_Exercise brief_
Reply solely with the number of lines, in the records underneath, that include the word "RunStatus".
::::
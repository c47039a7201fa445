use std::io;
use std::process::Command;

use derive_more::{Display, Error};

use super::{RunStatus, RunSummary};

#[derive(Debug, Display, Error)]
pub enum NotifyError {
    #[display("Running notify command failed: {_0}")]
    NotRun(io::Error),
    #[display("Notify command exited with {status}")]
    Failed {
        #[error(ignore)]
        status: String,
    },
}

/// Sink for the summary of a finished run.
pub trait Notifier: Send + Sync {
    fn notify(&self, summary: &RunSummary) -> Result<(), NotifyError>;
}

/// Writes the summary to the log.
#[derive(Debug, Default)]
pub struct LogNotifier;

impl Notifier for LogNotifier {
    fn notify(&self, summary: &RunSummary) -> Result<(), NotifyError> {
        let stats = &summary.stats;
        let artifact = summary
            .artifact
            .map(|id| id.to_string())
            .unwrap_or_else(|| "-".into());
        log::info!(
            target: "notify",
            "{} finished with status {} after {:.1}s: artifact {artifact}, {} files, {} bytes",
            summary.operation,
            stats.final_status,
            stats.elapsed_seconds,
            stats.files_processed,
            stats.bytes_processed
        );
        if !summary.purged.is_empty() {
            log::info!(target: "notify", "Purged {} artifacts", summary.purged.len());
        }
        for warning in &summary.warnings {
            log::warn!(target: "notify", "{warning}");
        }
        if let Some(error) = &summary.error {
            log::error!(target: "notify", "{error}");
        }
        Ok(())
    }
}

/// Runs a shell command with the summary in its environment.
#[derive(Debug, Clone)]
pub struct CommandNotifier {
    command: String,
}

impl CommandNotifier {
    pub fn new(command: impl Into<String>) -> Self {
        Self {
            command: command.into(),
        }
    }

    fn message(summary: &RunSummary) -> String {
        match (&summary.error, summary.stats.final_status) {
            (Some(error), _) => error.clone(),
            (None, RunStatus::DryRun) => "dry run, nothing written".into(),
            (None, _) => format!(
                "{} files, {} bytes",
                summary.stats.files_processed, summary.stats.bytes_processed
            ),
        }
    }
}

impl Notifier for CommandNotifier {
    fn notify(&self, summary: &RunSummary) -> Result<(), NotifyError> {
        let artifact = summary.artifact.map(|id| id.to_string()).unwrap_or_default();
        log::debug!(target: "notify", "Running {}", self.command);

        let output = Command::new("sh")
            .arg("-c")
            .arg(&self.command)
            .env("WWW_BACKUP_STATUS", summary.stats.final_status.to_string())
            .env("WWW_BACKUP_OPERATION", summary.operation.to_string())
            .env("WWW_BACKUP_ARTIFACT", artifact)
            .env("WWW_BACKUP_MESSAGE", Self::message(summary))
            .output()
            .map_err(NotifyError::NotRun)?;

        if !output.status.success() {
            return Err(NotifyError::Failed {
                status: output.status.to_string(),
            });
        }
        Ok(())
    }
}

#[cfg(all(test, unix))]
mod tests {
    use super::*;
    use crate::report::Operation;

    #[test]
    fn command_sees_summary_environment() {
        let dir = tempfile::tempdir().unwrap();
        let out = dir.path().join("env.txt");
        let notifier = CommandNotifier::new(format!(
            "echo \"$WWW_BACKUP_OPERATION $WWW_BACKUP_STATUS $WWW_BACKUP_MESSAGE\" > '{}'",
            out.display()
        ));

        let mut summary = RunSummary::new(Operation::Backup);
        summary.stats.files_processed = 3;
        summary.stats.bytes_processed = 12;
        summary.stats.finish(RunStatus::Success);
        notifier.notify(&summary).unwrap();

        let content = std::fs::read_to_string(out).unwrap();
        assert_eq!(content.trim(), "backup success 3 files, 12 bytes");
    }

    #[test]
    fn failing_command_is_reported() {
        let notifier = CommandNotifier::new("exit 3");
        let summary = RunSummary::new(Operation::Restore);
        assert!(matches!(notifier.notify(&summary), Err(NotifyError::Failed { .. })));
    }
}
::::
_Task output_
3